***** DATA UNDER STUDY *****
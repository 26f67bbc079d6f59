//! Output format handling service

use crate::config::OutputFormat;
use image::{DynamicImage, RgbaImage};

/// Service for handling output format conversions
pub struct OutputFormatHandler;

impl OutputFormatHandler {
    /// Convert a trimmed RGBA image to the representation used for `format`
    ///
    /// JPEG has no alpha channel, so erased pixels keep their original RGB.
    ///
    /// # Examples
    /// ```rust
    /// use bgtrim::{services::OutputFormatHandler, config::OutputFormat};
    /// use image::RgbaImage;
    ///
    /// let converted = OutputFormatHandler::convert_format(RgbaImage::new(4, 4), OutputFormat::Jpeg);
    /// assert!(converted.as_rgb8().is_some());
    /// ```
    #[must_use]
    pub fn convert_format(rgba_image: RgbaImage, format: OutputFormat) -> DynamicImage {
        match format {
            OutputFormat::Png | OutputFormat::WebP | OutputFormat::Tiff | OutputFormat::Rgba8 => {
                DynamicImage::ImageRgba8(rgba_image)
            },
            OutputFormat::Jpeg => DynamicImage::ImageRgba8(rgba_image).to_rgb8().into(),
        }
    }

    /// File extension (without the dot) for a given output format
    ///
    /// # Examples
    /// ```rust
    /// use bgtrim::{services::OutputFormatHandler, config::OutputFormat};
    ///
    /// assert_eq!(OutputFormatHandler::get_extension(OutputFormat::Png), "png");
    /// assert_eq!(OutputFormatHandler::get_extension(OutputFormat::Jpeg), "jpg");
    /// ```
    #[must_use]
    pub fn get_extension(format: OutputFormat) -> &'static str {
        match format {
            OutputFormat::Png => "png",
            OutputFormat::Jpeg => "jpg",
            OutputFormat::WebP => "webp",
            OutputFormat::Tiff => "tiff",
            OutputFormat::Rgba8 => "raw",
        }
    }

    /// Check if a format supports transparency (alpha channel)
    #[must_use]
    pub fn supports_transparency(format: OutputFormat) -> bool {
        !matches!(format, OutputFormat::Jpeg)
    }

    /// Warn when the chosen format will flatten erased pixels
    pub fn validate_for_background_removal(format: OutputFormat) {
        if !Self::supports_transparency(format) {
            log::warn!(
                "Output format {:?} does not support transparency. Erased background will be flattened.",
                format
            );
        }
    }
}
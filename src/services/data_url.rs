//! Base64 data URL decoding and encoding
//!
//! Accepts `data:image/<subtype>;base64,<payload>` and rejects everything else.

use crate::error::{BgTrimError, Result};
use base64::{engine::general_purpose, Engine as _};

const DATA_PREFIX: &str = "data:";
const BASE64_MARKER: &str = ";base64,";

/// A decoded data URL
#[derive(Debug, Clone, PartialEq, Eq)]
pub struct DataUrl {
    pub mime_type: String,
    pub bytes: Vec<u8>,
}

/// Reject MIME types that do not describe an image
pub fn validate_mime_type(mime_type: &str) -> Result<()> {
    if mime_type.starts_with("image/") && mime_type.len() > "image/".len() {
        Ok(())
    } else {
        Err(BgTrimError::invalid_input(format!(
            "Invalid MIME type: {mime_type:?} is not an image type"
        )))
    }
}

/// Split a data URL into its MIME type and decoded payload
///
/// # Errors
/// - `BgTrimError::InvalidInput` when the URL is not a base64 image data URL
/// - `BgTrimError::Base64` when the payload is not valid base64
pub fn decode_data_url(url: &str) -> Result<DataUrl> {
    let rest = url
        .trim()
        .strip_prefix(DATA_PREFIX)
        .ok_or_else(|| BgTrimError::invalid_input("Invalid data URL: missing 'data:' prefix"))?;

    let (mime_type, payload) = rest
        .split_once(BASE64_MARKER)
        .ok_or_else(|| BgTrimError::invalid_input("Invalid data URL: expected base64 encoding"))?;

    validate_mime_type(mime_type)?;

    let bytes = general_purpose::STANDARD.decode(payload.trim())?;
    if bytes.is_empty() {
        return Err(BgTrimError::invalid_input("Invalid data URL: empty payload"));
    }

    Ok(DataUrl {
        mime_type: mime_type.to_string(),
        bytes,
    })
}

/// Wrap PNG bytes in a `data:image/png;base64,` URL
#[must_use]
pub fn encode_png_data_url(png: &[u8]) -> String {
    format!(
        "{DATA_PREFIX}image/png{BASE64_MARKER}{}",
        general_purpose::STANDARD.encode(png)
    )
}
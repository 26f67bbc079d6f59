//! CLI module for the bgtrim library
//!
//! This module is only available when the "cli" feature is enabled.

mod config;
#[path = "main.rs"]
mod main_impl;

pub use main_impl::{main, Cli, CliOutputFormat, CliStrategy};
*****
Each entry needs to be written out again, exactly as given.

repository 26f67bbc079d6f59
//! Output format handling service

use crate::config::OutputFormat;
use image::{DynamicImage, RgbaImage};

/// Service for handling output format conversions
pub struct OutputFormatHandler;

impl OutputFormatHandler {
    /// Convert a trimmed RGBA image to the representation used for `format`
    ///
    /// JPEG has no alpha channel, so erased pixels keep their original RGB.
    ///
    /// # Examples
    /// ```rust
    /// use bgtrim::{services::OutputFormatHandler, config::OutputFormat};
    /// use image::RgbaImage;
    ///
    /// let converted = OutputFormatHandler::convert_format(RgbaImage::new(4, 4), OutputFormat::Jpeg);
    /// assert!(converted.as_rgb8().is_some());
    /// ```
    #[must_use]
    pub fn convert_format(rgba_image: RgbaImage, format: OutputFormat) -> DynamicImage {
        match format {
            OutputFormat::Png | OutputFormat::WebP | OutputFormat::Tiff | OutputFormat::Rgba8 => {
                DynamicImage::ImageRgba8(rgba_image)
            },
            OutputFormat::Jpeg => DynamicImage::ImageRgba8(rgba_image).to_rgb8().into(),
        }
    }

    /// File extension (without the dot) for a given output format
    ///
    /// # Examples
    /// ```rust
    /// use bgtrim::{services::OutputFormatHandler, config::OutputFormat};
    ///
    /// assert_eq!(OutputFormatHandler::get_extension(OutputFormat::Png), "png");
    /// assert_eq!(OutputFormatHandler::get_extension(OutputFormat::Jpeg), "jpg");
    /// ```
    #[must_use]
    pub fn get_extension(format: OutputFormat) -> &'static str {
        match format {
            OutputFormat::Png => "png",
            OutputFormat::Jpeg => "jpg",
            OutputFormat::WebP => "webp",
            OutputFormat::Tiff => "tiff",
            OutputFormat::Rgba8 => "raw",
        }
    }

    /// Check if a format supports transparency (alpha channel)
    #[must_use]
    pub fn supports_transparency(format: OutputFormat) -> bool {
        !matches!(format, OutputFormat::Jpeg)
    }

    /// Warn when the chosen format will flatten erased pixels
    pub fn validate_for_background_removal(format: OutputFormat) {
        if !Self::supports_transparency(format) {
            log::warn!(
                "Output format {:?} does not support transparency. Erased background will be flattened.",
                format
            );
        }
    }
}
filename src/services/data_url.rs
//! Base64 data URL decoding and encoding
//!
//! Accepts `data:image/<subtype>;base64,<payload>` and rejects everything else.

use crate::error::{BgTrimError, Result};
use base64::{engine::general_purpose, Engine as _};

const DATA_PREFIX: &str = "data:";
const BASE64_MARKER: &str = ";base64,";

/// A decoded data URL
#[derive(Debug, Clone, PartialEq, Eq)]
pub struct DataUrl {
    pub mime_type: String,
    pub bytes: Vec<u8>,
}

/// Reject MIME types that do not describe an image
pub fn validate_mime_type(mime_type: &str) -> Result<()> {
    if mime_type.starts_with("image/") && mime_type.len() > "image/".len() {
        Ok(())
    } else {
        Err(BgTrimError::invalid_input(format!(
            "Invalid MIME type: {mime_type:?} is not an image type"
        )))
    }
}

/// Split a data URL into its MIME type and decoded payload
///
/// # Errors
/// - `BgTrimError::InvalidInput` when the URL is not a base64 image data URL
/// - `BgTrimError::Base64` when the payload is not valid base64
pub fn decode_data_url(url: &str) -> Result<DataUrl> {
    let rest = url
        .trim()
        .strip_prefix(DATA_PREFIX)
        .ok_or_else(|| BgTrimError::invalid_input("Invalid data URL: missing 'data:' prefix"))?;

    let (mime_type, payload) = rest
        .split_once(BASE64_MARKER)
        .ok_or_else(|| BgTrimError::invalid_input("Invalid data URL: expected base64 encoding"))?;

    validate_mime_type(mime_type)?;

    let bytes = general_purpose::STANDARD.decode(payload.trim())?;
    if bytes.is_empty() {
        return Err(BgTrimError::invalid_input("Invalid data URL: empty payload"));
    }

    Ok(DataUrl {
        mime_type: mime_type.to_string(),
        bytes,
    })
}

/// Wrap PNG bytes in a `data:image/png;base64,` URL
#[must_use]
pub fn encode_png_data_url(png: &[u8]) -> String {
    format!(
        "{DATA_PREFIX}image/png{BASE64_MARKER}{}",
        general_purpose::STANDARD.encode(png)
    )
}
repository 26f67bbc079d6f59
//! CLI module for the bgtrim library
//!
//! This module is only available when the "cli" feature is enabled.

mod config;
#[path = "main.rs"]
mod main_impl;

pub use main_impl::{main, Cli, CliOutputFormat, CliStrategy};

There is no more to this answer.